• **INPUT FOR THIS TASK**:
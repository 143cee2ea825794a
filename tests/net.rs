use std::collections::{BTreeMap, BTreeSet, VecDeque};

use clique_consensus::transport::Bytes;
use clique_consensus::{
    Broadcaster, KnowledgeGraph, Mailbox, Message, Params, Process, ProcessId, Response, Result,
    Value,
};
use eyre::eyre;

#[derive(Debug, Clone, PartialEq, Eq)]
pub struct Packet {
    pub source: ProcessId,
    pub dest: ProcessId,
    pub msg: Message,
}

/// Deterministic network of sans-IO processes: the test picks which queued
/// packet gets delivered next.
#[derive(Debug)]
pub struct Net {
    pub params: Params,
    pub procs: BTreeMap<ProcessId, Process>,
    pub packets: BTreeMap<ProcessId, VecDeque<Packet>>,
    pub delivered_packets: Vec<Packet>,
    /// Every graph each process went through, oldest first.
    pub history: BTreeMap<ProcessId, Vec<KnowledgeGraph>>,
}

impl Net {
    pub fn with_procs(
        n: usize,
        dead: &BTreeSet<ProcessId>,
        proposals: &BTreeMap<ProcessId, Value>,
    ) -> Result<Self> {
        let params = Params::for_processes(n)?;
        let procs = BTreeMap::from_iter((0..n).filter(|id| !dead.contains(id)).map(|id| {
            let value = proposals.get(&id).copied().unwrap_or_default();
            (id, Process::new(id, params, value))
        }));
        Ok(Self {
            params,
            procs,
            packets: Default::default(),
            delivered_packets: Default::default(),
            history: Default::default(),
        })
    }

    pub fn proc(&self, id: ProcessId) -> Option<&Process> {
        self.procs.get(&id)
    }

    pub fn start(&mut self) {
        let ids = Vec::from_iter(self.procs.keys().copied());
        for id in ids {
            let msgs = self.procs.get_mut(&id).map(Process::start).unwrap_or_default();
            for msg in msgs {
                self.broadcast(id, msg);
            }
            self.record(id);
        }
    }

    pub fn broadcast(&mut self, source: ProcessId, msg: Message) {
        for dest in 0..self.params.n {
            if self.procs.contains_key(&dest) {
                self.packets.entry(dest).or_default().push_back(Packet {
                    source,
                    dest,
                    msg: msg.clone(),
                });
            }
        }
    }

    /// Delivers the packet at `index` (modulo the queue length) of `dest`'s
    /// queue. Returns false if nothing was queued for `dest`.
    pub fn deliver(&mut self, dest: ProcessId, index: usize) -> Result<bool> {
        let packet = match self.packets.get_mut(&dest) {
            Some(queue) if !queue.is_empty() => {
                let index = index % queue.len();
                queue.remove(index)
            }
            _ => None,
        };
        match packet {
            Some(packet) => {
                self.handle(packet)?;
                Ok(true)
            }
            None => Ok(false),
        }
    }

    /// Delivers the oldest packet `source` sent to `dest`.
    pub fn deliver_from(&mut self, dest: ProcessId, source: ProcessId) -> Result<bool> {
        let index = self
            .packets
            .get(&dest)
            .and_then(|queue| queue.iter().position(|p| p.source == source));
        match index {
            Some(index) => self.deliver(dest, index),
            None => Ok(false),
        }
    }

    fn handle(&mut self, packet: Packet) -> Result<()> {
        let dest = packet.dest;
        let proc = match self.procs.get_mut(&dest) {
            Some(proc) => proc,
            None => return Ok(()),
        };
        match proc.handle(packet.msg.clone())? {
            Response::Defer => {
                self.packets.entry(dest).or_default().push_back(packet);
            }
            Response::Broadcast(msg) => {
                self.delivered_packets.push(packet);
                self.broadcast(dest, msg);
            }
            Response::WaitingForMoreMessages | Response::Discarded | Response::Decided(_) => {
                self.delivered_packets.push(packet);
            }
        }
        self.record(dest);
        Ok(())
    }

    fn record(&mut self, id: ProcessId) {
        if let Some(proc) = self.procs.get(&id) {
            self.history
                .entry(id)
                .or_default()
                .push(proc.graph().clone());
        }
    }

    /// Delivers the front packet of every queue in turn until all queues are
    /// empty.
    pub fn drain_queued_packets(&mut self) -> eyre::Result<()> {
        let budget = 100 * self.params.n.pow(3) + 100;
        for _ in 0..budget {
            let dests = Vec::from_iter(
                self.packets
                    .iter()
                    .filter(|(_, queue)| !queue.is_empty())
                    .map(|(dest, _)| *dest),
            );
            if dests.is_empty() {
                return Ok(());
            }
            for dest in dests {
                self.deliver(dest, 0)?;
            }
        }
        Err(eyre!("packets still queued after {} rounds", budget))
    }

    pub fn decisions(&self) -> BTreeMap<ProcessId, Value> {
        self.procs
            .iter()
            .filter_map(|(id, p)| p.decision().map(|d| (*id, d.value)))
            .collect()
    }
}

/// A mailbox replaying a fixed arrival order. Deferred items stay parked
/// until released.
#[derive(Debug, Default)]
pub struct ScriptedMailbox {
    queue: VecDeque<(Bytes, bool)>,
    pub deferrals: usize,
}

impl ScriptedMailbox {
    pub fn new(msgs: &[Message]) -> Self {
        let queue = msgs
            .iter()
            .map(|msg| (msg.to_bytes().expect("Failed to encode message"), false))
            .collect();
        Self {
            queue,
            deferrals: 0,
        }
    }

    pub fn push_raw(&mut self, item: Bytes) {
        self.queue.push_back((item, false));
    }
}

impl Mailbox for ScriptedMailbox {
    fn receive(&mut self) -> Option<Bytes> {
        let pos = self.queue.iter().position(|(_, parked)| !parked)?;
        self.queue.remove(pos).map(|(item, _)| item)
    }

    fn defer(&mut self, item: Bytes) {
        self.deferrals += 1;
        self.queue.push_back((item, true));
    }

    fn release_deferred(&mut self) {
        for (_, parked) in self.queue.iter_mut() {
            *parked = false;
        }
    }
}

#[derive(Debug, Default)]
pub struct RecordingBroadcaster {
    pub sent: Vec<Message>,
}

impl Broadcaster for RecordingBroadcaster {
    fn broadcast(&mut self, msg: &Message) -> Result<()> {
        self.sent.push(msg.clone());
        Ok(())
    }
}

pub fn stage2(from: ProcessId, value: Value, known: &[ProcessId]) -> Message {
    Message::Stage2 {
        from,
        value,
        known: known.iter().copied().collect(),
    }
}
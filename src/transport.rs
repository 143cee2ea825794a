//! In-process message passing between the processes of a run.
//!
//! Each live process owns an [`Inbox`]; every process holds an [`Outbox`]
//! that fans a broadcast out to all live inboxes, its own included.
//! Messages travel as bincode encoded bytes so the receiving side decides
//! whether an item is a protocol message at all.

use std::collections::{BTreeMap, BTreeSet, VecDeque};
use std::sync::Arc;
use std::time::Duration;

use crossbeam::channel::{self, Receiver, RecvTimeoutError, Sender};
use log::{debug, trace};

use crate::message::Message;
use crate::{ProcessId, Result};

pub type Bytes = Vec<u8>;

/// Sending side of the transport as seen by one process.
pub trait Broadcaster {
    /// Delivers `msg` to every live process, the sender included.
    fn broadcast(&mut self, msg: &Message) -> Result<()>;
}

/// Receiving side of the transport as seen by one process.
pub trait Mailbox {
    /// Blocks until an item is available. `None` means nothing more is
    /// going to arrive.
    fn receive(&mut self) -> Option<Bytes>;

    /// Puts an item back at the end of the mailbox. It is not offered again
    /// before something new arrives or [`Mailbox::release_deferred`] is called.
    fn defer(&mut self, item: Bytes);

    /// Makes every deferred item available again.
    fn release_deferred(&mut self);
}

/// The channels of a run, owned by whoever sets the run up.
pub struct Network {
    n: usize,
    senders: Arc<BTreeMap<ProcessId, Sender<Bytes>>>,
    receivers: BTreeMap<ProcessId, Receiver<Bytes>>,
}

impl Network {
    /// Creates an inbox for every process in `live`. Broadcasts towards the
    /// other processes of `0..n` are dropped.
    pub fn new(n: usize, live: &BTreeSet<ProcessId>) -> Self {
        let mut senders = BTreeMap::new();
        let mut receivers = BTreeMap::new();
        for id in live.iter().copied().filter(|id| *id < n) {
            let (tx, rx) = channel::unbounded();
            senders.insert(id, tx);
            receivers.insert(id, rx);
        }
        Self {
            n,
            senders: Arc::new(senders),
            receivers,
        }
    }

    pub fn live(&self) -> BTreeSet<ProcessId> {
        self.senders.keys().copied().collect()
    }

    /// Hands out the inbox of `id`, once.
    pub fn take_inbox(&mut self, id: ProcessId, patience: Duration) -> Option<Inbox> {
        self.receivers
            .remove(&id)
            .map(|rx| Inbox::new(id, rx, patience))
    }

    pub fn outbox(&self, from: ProcessId) -> Outbox {
        Outbox {
            from,
            n: self.n,
            senders: Arc::clone(&self.senders),
            sent: Vec::new(),
        }
    }

    /// Pushes a raw item into the inbox of `dest`. Returns false if `dest`
    /// has no inbox or it was dropped.
    pub fn inject(&self, dest: ProcessId, item: Bytes) -> bool {
        self.senders
            .get(&dest)
            .map(|tx| tx.send(item).is_ok())
            .unwrap_or(false)
    }
}

/// Broadcasting handle of one process.
pub struct Outbox {
    from: ProcessId,
    n: usize,
    senders: Arc<BTreeMap<ProcessId, Sender<Bytes>>>,
    sent: Vec<(ProcessId, Message)>,
}

impl Outbox {
    /// Every (destination, message) pair that reached a live inbox.
    pub fn sent(&self) -> &[(ProcessId, Message)] {
        &self.sent
    }
}

impl Broadcaster for Outbox {
    fn broadcast(&mut self, msg: &Message) -> Result<()> {
        let bytes = msg.to_bytes()?;
        for dest in 0..self.n {
            match self.senders.get(&dest) {
                Some(tx) => {
                    // A closed inbox belongs to a process that already
                    // finished; there is nobody left to deliver to.
                    if tx.send(bytes.clone()).is_ok() {
                        self.sent.push((dest, msg.clone()));
                    } else {
                        trace!("[P{}] p{} has stopped listening", self.from, dest);
                    }
                }
                None => trace!("[P{}] dropping {:?} for dead p{}", self.from, msg, dest),
            }
        }
        Ok(())
    }
}

#[derive(Debug)]
struct Queued {
    item: Bytes,
    // number of arrivals seen when the item was deferred
    deferred_at: Option<u64>,
}

/// The inbox of one live process.
pub struct Inbox {
    id: ProcessId,
    rx: Receiver<Bytes>,
    queue: VecDeque<Queued>,
    arrivals: u64,
    patience: Duration,
}

impl Inbox {
    pub fn new(id: ProcessId, rx: Receiver<Bytes>, patience: Duration) -> Self {
        Self {
            id,
            rx,
            queue: VecDeque::new(),
            arrivals: 0,
            patience,
        }
    }

    pub fn len(&self) -> usize {
        self.queue.len() + self.rx.len()
    }

    pub fn is_empty(&self) -> bool {
        self.len() == 0
    }

    fn push_arrival(&mut self, item: Bytes) {
        self.arrivals += 1;
        self.queue.push_back(Queued {
            item,
            deferred_at: None,
        });
    }

    fn is_ready(&self, queued: &Queued) -> bool {
        queued.deferred_at.map_or(true, |at| at < self.arrivals)
    }
}

impl Mailbox for Inbox {
    fn receive(&mut self) -> Option<Bytes> {
        loop {
            while let Ok(item) = self.rx.try_recv() {
                self.push_arrival(item);
            }

            if let Some(pos) = self.queue.iter().position(|q| self.is_ready(q)) {
                return self.queue.remove(pos).map(|q| q.item);
            }

            match self.rx.recv_timeout(self.patience) {
                Ok(item) => self.push_arrival(item),
                Err(RecvTimeoutError::Timeout) => {
                    debug!(
                        "[P{}] nothing arrived for {:?} ({} deferred)",
                        self.id,
                        self.patience,
                        self.queue.len()
                    );
                    return None;
                }
                Err(RecvTimeoutError::Disconnected) => {
                    debug!("[P{}] every sender is gone", self.id);
                    return None;
                }
            }
        }
    }

    fn defer(&mut self, item: Bytes) {
        self.queue.push_back(Queued {
            item,
            deferred_at: Some(self.arrivals),
        });
    }

    fn release_deferred(&mut self) {
        for queued in self.queue.iter_mut() {
            queued.deferred_at = None;
        }
    }
}

#[cfg(test)]
mod tests {
    use super::*;
    use std::time::Instant;

    fn network(n: usize, live: &[ProcessId]) -> Network {
        Network::new(n, &live.iter().copied().collect())
    }

    #[test]
    fn test_broadcast_reaches_every_live_inbox_once() -> Result<()> {
        let mut net = network(4, &[0, 1, 3]);
        let mut outbox = net.outbox(1);
        outbox.broadcast(&Message::Stage1 { from: 1 })?;

        let dests = Vec::from_iter(outbox.sent().iter().map(|(dest, _)| *dest));
        assert_eq!(dests, vec![0, 1, 3]);

        for id in [0, 1, 3] {
            let inbox = net.take_inbox(id, Duration::from_millis(10)).unwrap();
            assert_eq!(inbox.len(), 1);
        }
        assert!(net.take_inbox(2, Duration::from_millis(10)).is_none());
        Ok(())
    }

    #[test]
    fn test_deferred_item_waits_for_a_new_arrival() {
        let mut net = network(2, &[0, 1]);
        let mut inbox = net.take_inbox(0, Duration::from_millis(50)).unwrap();

        assert!(net.inject(0, vec![1]));
        let first = inbox.receive().unwrap();
        inbox.defer(first);

        // Only the deferred item is queued: receive blocks, then gives up.
        let started = Instant::now();
        assert_eq!(inbox.receive(), None);
        assert!(started.elapsed() >= Duration::from_millis(50));

        // A new arrival makes the deferred item eligible again, ahead of it.
        assert!(net.inject(0, vec![2]));
        assert_eq!(inbox.receive(), Some(vec![1]));
        assert_eq!(inbox.receive(), Some(vec![2]));
    }

    #[test]
    fn test_released_items_come_back_in_order() {
        let mut net = network(1, &[0]);
        let mut inbox = net.take_inbox(0, Duration::from_millis(20)).unwrap();
        for b in 0..3u8 {
            net.inject(0, vec![b]);
        }
        let a = inbox.receive().unwrap();
        let b = inbox.receive().unwrap();
        inbox.defer(a);
        inbox.defer(b);

        assert_eq!(inbox.receive(), Some(vec![2]));
        inbox.release_deferred();
        assert_eq!(inbox.receive(), Some(vec![0]));
        assert_eq!(inbox.receive(), Some(vec![1]));
        assert_eq!(inbox.receive(), None);
    }
}
use std::collections::BTreeSet;

use crate::graph::KnowledgeGraph;
use crate::{Error, ProcessId, ProposalMap, Result, Value};

#[derive(Debug, Clone, PartialEq, Eq)]
pub struct Decision {
    pub value: Value,
    pub clique: BTreeSet<ProcessId>,
}

/// The largest strongly connected component of the graph. Among components
/// of equal size the one holding the lowest process id wins.
pub fn initial_clique(graph: &KnowledgeGraph) -> BTreeSet<ProcessId> {
    graph
        .strongly_connected_components()
        .into_iter()
        .max_by(|a, b| {
            a.len()
                .cmp(&b.len())
                // components are disjoint, so their minimums never tie
                .then_with(|| b.iter().next().cmp(&a.iter().next()))
        })
        .unwrap_or_default()
}

/// Decides on the minimum proposal of the initial clique.
///
/// `own` is the deciding process and its proposal; it counts as a clique
/// proposal when the process is a member of the clique, even if its own
/// stage 2 message is not in `proposals`.
pub fn decide(
    graph: &KnowledgeGraph,
    proposals: &ProposalMap,
    own: (ProcessId, Value),
) -> Result<Decision> {
    let clique = initial_clique(graph);
    let (own_id, own_value) = own;

    let proposal_of = |id: &ProcessId| {
        proposals
            .get(id)
            .copied()
            .or_else(|| (*id == own_id).then(|| own_value))
    };

    let missing = BTreeSet::from_iter(
        clique
            .iter()
            .filter(|id| proposal_of(*id).is_none())
            .copied(),
    );
    if clique.is_empty() || !missing.is_empty() {
        return Err(Error::EmptyDecisionSet { clique, missing });
    }

    let value = clique
        .iter()
        .filter_map(proposal_of)
        .min()
        .ok_or_else(|| Error::EmptyDecisionSet {
            clique: clique.clone(),
            missing: BTreeSet::new(),
        })?;

    Ok(Decision { value, clique })
}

• **TASK**: In the listing above, locate the line with "queued.deferred_at.map_or(true, |at| at" and the line with "if let Some(pos)", then extract exactly those lines and every line between them, and nothing more.

• **SOLUTION TO THIS EXERCISE**:
        queued.deferred_at.map_or(true, |at| at < self.arrivals)
    }
}

impl Mailbox for Inbox {
    fn receive(&mut self) -> Option<Bytes> {
        loop {
            while let Ok(item) = self.rx.try_recv() {
                self.push_arrival(item);
            }

            if let Some(pos) = self.queue.iter().position(|q| self.is_ready(q)) {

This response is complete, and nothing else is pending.